Likewise, defining public speaking as an art involves more than just oral communication.
It is the entire package of the speaker, the stage, the lighting, the layout, the sound system and a whole lot of other items.
This is where the conventional definitions of public speaking do not do justice to the act of delivering a great speech. Here are some of the common myths surrounding public speaking:
Myth 1: Public speaking is about talking to a large audience
It may not necessarily be. It could be a one-person audience or an audience of thousands. As long as you are communicating, it is considered public speaking.
“You cannot not communicate” is a saying I would like you to remember at this point.
Myth 2: Public speaking is an art
It is not just a delicate art — there are steps and methods in delivering a speech that make it into a science.
When you describe something as an art, people get the notion that it is a skill that you either have or don’t have, and that it is something innate and difficult to learn.

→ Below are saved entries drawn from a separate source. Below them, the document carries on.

//! # Recipe Data Model
//!
//! Parsed recipes as they come out of a markdown document, and the account-owned
//! records the importer reads and writes.

use crate::ingredient_model::ParsedIngredientLine;
use chrono::{DateTime, Utc};
use serde::{Deserialize, Serialize};

/// A recipe extracted from one markdown segment
#[derive(Debug, Clone, PartialEq, Serialize, Deserialize)]
pub struct ParsedRecipe {
    /// Recipe title, never empty
    pub name: String,
    pub description: Option<String>,
    /// Number of servings, at least 1
    pub servings: u32,
    pub prep_time_minutes: Option<u32>,
    pub cook_time_minutes: Option<u32>,
    /// Meal type labels in document order, duplicates kept
    pub meal_type_names: Vec<String>,
    /// Tag labels in document order, duplicates kept
    pub tag_names: Vec<String>,
    pub ingredients: Vec<ParsedIngredientLine>,
    /// Instruction block with its line breaks
    pub instructions: Option<String>,
    pub is_vegetarian: bool,
    pub is_vegan: bool,
    pub is_gluten_free: bool,
    pub is_lactose_free: bool,
    pub is_quick: bool,
    pub is_meal_prep: bool,
    pub is_child_friendly: bool,
}

/// Dietary and practical features listed under `## Cechy`
#[derive(Debug, Clone, Copy, PartialEq, Eq, Hash, Serialize, Deserialize)]
pub enum Feature {
    Vegetarian,
    Vegan,
    GlutenFree,
    LactoseFree,
    Quick,
    MealPrep,
    ChildFriendly,
}

impl Feature {
    /// All features
    pub const ALL: [Feature; 7] = [
        Feature::Vegetarian,
        Feature::Vegan,
        Feature::GlutenFree,
        Feature::LactoseFree,
        Feature::Quick,
        Feature::MealPrep,
        Feature::ChildFriendly,
    ];

    /// The lowercase phrase used in documents
    pub fn label(self) -> &'static str {
        match self {
            Feature::Vegetarian => "wegetariańskie",
            Feature::Vegan => "wegańskie",
            Feature::GlutenFree => "bezglutenowe",
            Feature::LactoseFree => "bez laktozy",
            Feature::Quick => "szybkie",
            Feature::MealPrep => "meal prep",
            Feature::ChildFriendly => "dla dzieci",
        }
    }

    /// Match a label case-insensitively
    pub fn from_label(label: &str) -> Option<Feature> {
        let label = label.trim().to_lowercase();
        Feature::ALL.into_iter().find(|f| f.label() == label)
    }
}

impl ParsedRecipe {
    /// Create a recipe with default values for everything but the name
    pub fn new(name: &str) -> Self {
        Self {
            name: name.to_string(),
            description: None,
            servings: 1,
            prep_time_minutes: None,
            cook_time_minutes: None,
            meal_type_names: Vec::new(),
            tag_names: Vec::new(),
            ingredients: Vec::new(),
            instructions: None,
            is_vegetarian: false,
            is_vegan: false,
            is_gluten_free: false,
            is_lactose_free: false,
            is_quick: false,
            is_meal_prep: false,
            is_child_friendly: false,
        }
    }

    /// Set the flag belonging to a feature
    pub fn set_feature(&mut self, feature: Feature) {
        match feature {
            Feature::Vegetarian => self.is_vegetarian = true,
            Feature::Vegan => self.is_vegan = true,
            Feature::GlutenFree => self.is_gluten_free = true,
            Feature::LactoseFree => self.is_lactose_free = true,
            Feature::Quick => self.is_quick = true,
            Feature::MealPrep => self.is_meal_prep = true,
            Feature::ChildFriendly => self.is_child_friendly = true,
        }
    }

    /// Features whose flag is set
    pub fn features(&self) -> Vec<Feature> {
        Feature::ALL
            .into_iter()
            .filter(|feature| match feature {
                Feature::Vegetarian => self.is_vegetarian,
                Feature::Vegan => self.is_vegan,
                Feature::GlutenFree => self.is_gluten_free,
                Feature::LactoseFree => self.is_lactose_free,
                Feature::Quick => self.is_quick,
                Feature::MealPrep => self.is_meal_prep,
                Feature::ChildFriendly => self.is_child_friendly,
            })
            .collect()
    }
}

/// An ingredient stored for an account
#[derive(Debug, Clone, PartialEq, Serialize, Deserialize, sqlx::FromRow)]
pub struct Ingredient {
    pub id: i64,
    pub account_id: i64,
    pub name: String,
    pub category: String,
    pub default_unit: String,
    pub calories_per_100g: Option<f64>,
    pub protein_per_100g: Option<f64>,
    pub carbs_per_100g: Option<f64>,
    pub fat_per_100g: Option<f64>,
    pub created_at: DateTime<Utc>,
}

/// Values for a new ingredient
#[derive(Debug, Clone, PartialEq, Serialize, Deserialize)]
pub struct NewIngredient {
    pub name: String,
    pub category: String,
    pub default_unit: String,
}

/// A tag stored for an account
#[derive(Debug, Clone, PartialEq, Serialize, Deserialize, sqlx::FromRow)]
pub struct Tag {
    pub id: i64,
    pub account_id: i64,
    pub name: String,
    /// Hex color such as `#3b82f6`
    pub color: String,
    pub created_at: DateTime<Utc>,
}

/// Values for a new tag
#[derive(Debug, Clone, PartialEq, Serialize, Deserialize)]
pub struct NewTag {
    pub name: String,
    pub color: String,
}

/// A meal type (breakfast, dinner, ...) defined by an account
#[derive(Debug, Clone, PartialEq, Serialize, Deserialize, sqlx::FromRow)]
pub struct MealType {
    pub id: i64,
    pub account_id: i64,
    pub name: String,
    pub sort_order: i32,
    pub created_at: DateTime<Utc>,
}

/// Values for a new meal type
#[derive(Debug, Clone, PartialEq, Serialize, Deserialize)]
pub struct NewMealType {
    pub name: String,
    pub sort_order: i32,
}

/// A persisted recipe
#[derive(Debug, Clone, PartialEq, Serialize, Deserialize, sqlx::FromRow)]
pub struct Recipe {
    pub id: i64,
    pub account_id: i64,
    pub name: String,
    pub description: Option<String>,
    pub instructions: Option<String>,
    pub servings: i32,
    pub prep_time_minutes: Option<i32>,
    pub cook_time_minutes: Option<i32>,
    pub is_vegetarian: bool,
    pub is_vegan: bool,
    pub is_gluten_free: bool,
    pub is_lactose_free: bool,
    pub is_quick: bool,
    pub is_meal_prep: bool,
    pub is_child_friendly: bool,
    pub created_at: DateTime<Utc>,
}

/// Ingredient reference of a recipe with its own amount and unit
#[derive(Debug, Clone, PartialEq, Serialize, Deserialize)]
pub struct RecipeIngredientInput {
    pub ingredient_id: i64,
    pub amount: f64,
    pub unit: String,
}

/// A recipe ready to be written, with every reference resolved to an ID
#[derive(Debug, Clone, PartialEq, Serialize, Deserialize)]
pub struct NewRecipe {
    pub name: String,
    pub description: Option<String>,
    pub instructions: Option<String>,
    pub servings: i32,
    pub prep_time_minutes: Option<i32>,
    pub cook_time_minutes: Option<i32>,
    pub is_vegetarian: bool,
    pub is_vegan: bool,
    pub is_gluten_free: bool,
    pub is_lactose_free: bool,
    pub is_quick: bool,
    pub is_meal_prep: bool,
    pub is_child_friendly: bool,
    pub ingredients: Vec<RecipeIngredientInput>,
    pub tag_ids: Vec<i64>,
    pub meal_type_ids: Vec<i64>,
}

impl NewRecipe {
    /// Copy the scalar fields and flags of a parsed recipe; references start empty
    pub fn from_parsed(parsed: &ParsedRecipe) -> Self {
        Self {
            name: parsed.name.clone(),
            description: parsed.description.clone(),
            instructions: parsed.instructions.clone(),
            servings: clamp_to_i32(parsed.servings),
            prep_time_minutes: parsed.prep_time_minutes.map(clamp_to_i32),
            cook_time_minutes: parsed.cook_time_minutes.map(clamp_to_i32),
            is_vegetarian: parsed.is_vegetarian,
            is_vegan: parsed.is_vegan,
            is_gluten_free: parsed.is_gluten_free,
            is_lactose_free: parsed.is_lactose_free,
            is_quick: parsed.is_quick,
            is_meal_prep: parsed.is_meal_prep,
            is_child_friendly: parsed.is_child_friendly,
            ingredients: Vec::new(),
            tag_ids: Vec::new(),
            meal_type_ids: Vec::new(),
        }
    }
}

fn clamp_to_i32(value: u32) -> i32 {
    i32::try_from(value).unwrap_or(i32::MAX)
}

#[cfg(test)]
mod tests {
    use super::*;

    #[test]
    fn test_new_recipe_defaults() {
        let recipe = ParsedRecipe::new("Test");
        assert_eq!(recipe.servings, 1);
        assert!(recipe.features().is_empty());
        assert!(recipe.ingredients.is_empty());
    }

    #[test]
    fn test_feature_labels_case_insensitive() {
        assert_eq!(Feature::from_label("Wegetariańskie"), Some(Feature::Vegetarian));
        assert_eq!(Feature::from_label("BEZ LAKTOZY"), Some(Feature::LactoseFree));
        assert_eq!(Feature::from_label(" meal prep "), Some(Feature::MealPrep));
        assert_eq!(Feature::from_label("pikantne"), None);
    }

    #[test]
    fn test_set_feature() {
        let mut recipe = ParsedRecipe::new("Test");
        recipe.set_feature(Feature::Quick);
        recipe.set_feature(Feature::ChildFriendly);
        assert!(recipe.is_quick);
        assert!(recipe.is_child_friendly);
        assert_eq!(recipe.features(), vec![Feature::Quick, Feature::ChildFriendly]);
    }

    #[test]
    fn test_new_recipe_from_parsed() {
        let mut parsed = ParsedRecipe::new("Owsianka");
        parsed.servings = 2;
        parsed.prep_time_minutes = Some(5);
        parsed.is_vegan = true;

        let new_recipe = NewRecipe::from_parsed(&parsed);
        assert_eq!(new_recipe.name, "Owsianka");
        assert_eq!(new_recipe.servings, 2);
        assert_eq!(new_recipe.prep_time_minutes, Some(5));
        assert_eq!(new_recipe.cook_time_minutes, None);
        assert!(new_recipe.is_vegan);
        assert!(new_recipe.tag_ids.is_empty());
    }
}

Myth 3: Public speaking involves just the oral presentation
The Mehrabian Rule states that in any presentation, 7 per cent is accorded to words, 38 per cent to tone of voice and 55 per cent to body language.
The rule was named after Albert Mehrabian, professor emeritus of psychology at UCLA, who is famous for his work on the relative importance of verbal and non-verbal messages.
Public speaking is not just about what you say, but more importantly, how you say it.
Myth 4: Public speaking is first and foremost about the content
Content is the skeleton of the speech. You still need to dress up the content with the skills to deliver it or else the effectiveness of the message may be lost.
That is why I always refer to a speech presentation as delivering a speech.
Myth 5: It is more difficult to prepare for a two-hour speech than a five-minute one
To quote a famous line from Mark Twain: “If you want me to talk for two hours, I can start now. If you want me to speak for five minutes, I am going to need a week...”
If you have all the time you need to deliver your speech, you have a lot of leeway and margin to deliver the main message of your speech. But if you have a limited time to make your point, then it becomes important to make your point effectively.
The saying, “we cannot not communicate” is absolutely true.
You are communicating every moment, whether you are conscious of it or not. You are presenting yourself to the world at every instance, moment and situation.
People around you judge you at every possible juncture. That is the reason you need to communicate to the outside world in a better way.
The bottom line is, learning public speaking skills sets you apart from your peers and the competition. Good communication skills get you noticed and remembered and give you influence.
As you embark on your public speaking journey, remember that to start, you don’t have to be good, but to be good, you have to start.